<<<<

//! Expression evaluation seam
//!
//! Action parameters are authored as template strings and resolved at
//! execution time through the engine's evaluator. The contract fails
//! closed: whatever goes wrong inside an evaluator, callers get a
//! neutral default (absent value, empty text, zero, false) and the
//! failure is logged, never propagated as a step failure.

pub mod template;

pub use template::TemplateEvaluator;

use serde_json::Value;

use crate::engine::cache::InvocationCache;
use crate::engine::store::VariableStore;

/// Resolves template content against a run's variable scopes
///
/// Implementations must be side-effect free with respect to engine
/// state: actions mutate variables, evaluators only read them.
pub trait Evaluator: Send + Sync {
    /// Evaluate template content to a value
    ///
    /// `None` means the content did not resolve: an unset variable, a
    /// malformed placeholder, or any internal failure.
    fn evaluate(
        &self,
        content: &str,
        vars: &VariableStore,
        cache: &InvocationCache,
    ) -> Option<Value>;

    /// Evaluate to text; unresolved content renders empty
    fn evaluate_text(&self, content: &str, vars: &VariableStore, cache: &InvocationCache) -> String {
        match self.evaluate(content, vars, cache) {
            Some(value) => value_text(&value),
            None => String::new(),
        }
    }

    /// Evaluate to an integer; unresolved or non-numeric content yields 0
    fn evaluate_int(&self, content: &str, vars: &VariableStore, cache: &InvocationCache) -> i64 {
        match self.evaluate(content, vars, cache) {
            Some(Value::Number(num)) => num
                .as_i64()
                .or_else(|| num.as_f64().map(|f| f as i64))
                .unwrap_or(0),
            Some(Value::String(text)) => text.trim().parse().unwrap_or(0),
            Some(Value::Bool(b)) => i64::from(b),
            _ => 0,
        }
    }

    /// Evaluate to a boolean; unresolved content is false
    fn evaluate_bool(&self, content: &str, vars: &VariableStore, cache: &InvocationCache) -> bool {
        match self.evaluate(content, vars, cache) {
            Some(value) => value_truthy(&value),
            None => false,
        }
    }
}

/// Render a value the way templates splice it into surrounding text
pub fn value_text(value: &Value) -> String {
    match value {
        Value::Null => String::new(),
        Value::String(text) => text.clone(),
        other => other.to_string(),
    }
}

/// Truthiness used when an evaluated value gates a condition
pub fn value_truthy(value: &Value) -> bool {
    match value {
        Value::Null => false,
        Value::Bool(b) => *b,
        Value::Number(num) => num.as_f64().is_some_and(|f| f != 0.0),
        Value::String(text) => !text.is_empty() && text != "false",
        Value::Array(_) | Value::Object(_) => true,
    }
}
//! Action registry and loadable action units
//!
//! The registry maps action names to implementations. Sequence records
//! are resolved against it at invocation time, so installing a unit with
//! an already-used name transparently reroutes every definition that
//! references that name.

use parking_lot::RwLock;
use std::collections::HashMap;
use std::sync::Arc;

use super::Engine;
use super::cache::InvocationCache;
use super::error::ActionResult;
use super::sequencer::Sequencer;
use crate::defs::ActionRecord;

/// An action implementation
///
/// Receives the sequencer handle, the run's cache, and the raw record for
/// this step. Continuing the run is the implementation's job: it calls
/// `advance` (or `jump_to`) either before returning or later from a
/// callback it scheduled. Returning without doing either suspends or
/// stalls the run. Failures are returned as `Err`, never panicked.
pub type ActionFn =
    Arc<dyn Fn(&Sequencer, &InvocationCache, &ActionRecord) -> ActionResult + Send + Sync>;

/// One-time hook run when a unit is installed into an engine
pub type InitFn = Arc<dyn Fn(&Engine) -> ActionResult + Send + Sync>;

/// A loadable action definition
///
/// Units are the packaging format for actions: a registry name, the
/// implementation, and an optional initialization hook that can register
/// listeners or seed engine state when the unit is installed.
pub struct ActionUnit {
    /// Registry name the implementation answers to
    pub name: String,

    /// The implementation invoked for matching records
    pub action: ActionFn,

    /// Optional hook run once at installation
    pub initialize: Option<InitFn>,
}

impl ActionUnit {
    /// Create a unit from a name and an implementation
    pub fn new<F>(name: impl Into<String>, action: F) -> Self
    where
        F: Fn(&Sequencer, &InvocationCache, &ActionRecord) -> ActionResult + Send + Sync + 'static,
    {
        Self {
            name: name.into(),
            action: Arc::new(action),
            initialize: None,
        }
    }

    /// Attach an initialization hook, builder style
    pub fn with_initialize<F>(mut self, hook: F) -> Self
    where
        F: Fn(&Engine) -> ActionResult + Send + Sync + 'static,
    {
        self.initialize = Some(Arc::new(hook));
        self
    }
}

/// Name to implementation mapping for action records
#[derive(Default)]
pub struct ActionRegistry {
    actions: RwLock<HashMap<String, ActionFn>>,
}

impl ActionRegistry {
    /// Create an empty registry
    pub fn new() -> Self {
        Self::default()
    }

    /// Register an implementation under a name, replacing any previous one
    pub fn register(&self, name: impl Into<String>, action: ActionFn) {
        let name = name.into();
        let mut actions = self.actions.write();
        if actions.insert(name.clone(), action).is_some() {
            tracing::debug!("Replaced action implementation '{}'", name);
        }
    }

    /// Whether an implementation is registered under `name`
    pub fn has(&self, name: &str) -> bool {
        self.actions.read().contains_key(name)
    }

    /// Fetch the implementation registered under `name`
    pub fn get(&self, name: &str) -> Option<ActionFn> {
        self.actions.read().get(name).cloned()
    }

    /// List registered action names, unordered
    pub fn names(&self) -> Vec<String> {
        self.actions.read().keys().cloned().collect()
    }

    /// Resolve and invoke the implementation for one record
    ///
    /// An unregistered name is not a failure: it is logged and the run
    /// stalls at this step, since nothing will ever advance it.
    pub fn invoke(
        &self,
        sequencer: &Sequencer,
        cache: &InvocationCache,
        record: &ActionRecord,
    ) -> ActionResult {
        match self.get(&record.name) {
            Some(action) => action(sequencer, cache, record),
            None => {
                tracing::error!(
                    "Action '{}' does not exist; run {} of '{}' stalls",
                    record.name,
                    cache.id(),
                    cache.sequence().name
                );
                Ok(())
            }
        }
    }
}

>>>>

REQUIRED ACTION =>
Take the listing above and repeat exactly the lines from the one containing "Value::String(text) => !text.is_empty()" through the one containing "every definition that", both included.

EXERCISE OUTPUT =>
        Value::String(text) => !text.is_empty() && text != "false",
        Value::Array(_) | Value::Object(_) => true,
    }
}
//! Action registry and loadable action units
//!
//! The registry maps action names to implementations. Sequence records
//! are resolved against it at invocation time, so installing a unit with
//! an already-used name transparently reroutes every definition that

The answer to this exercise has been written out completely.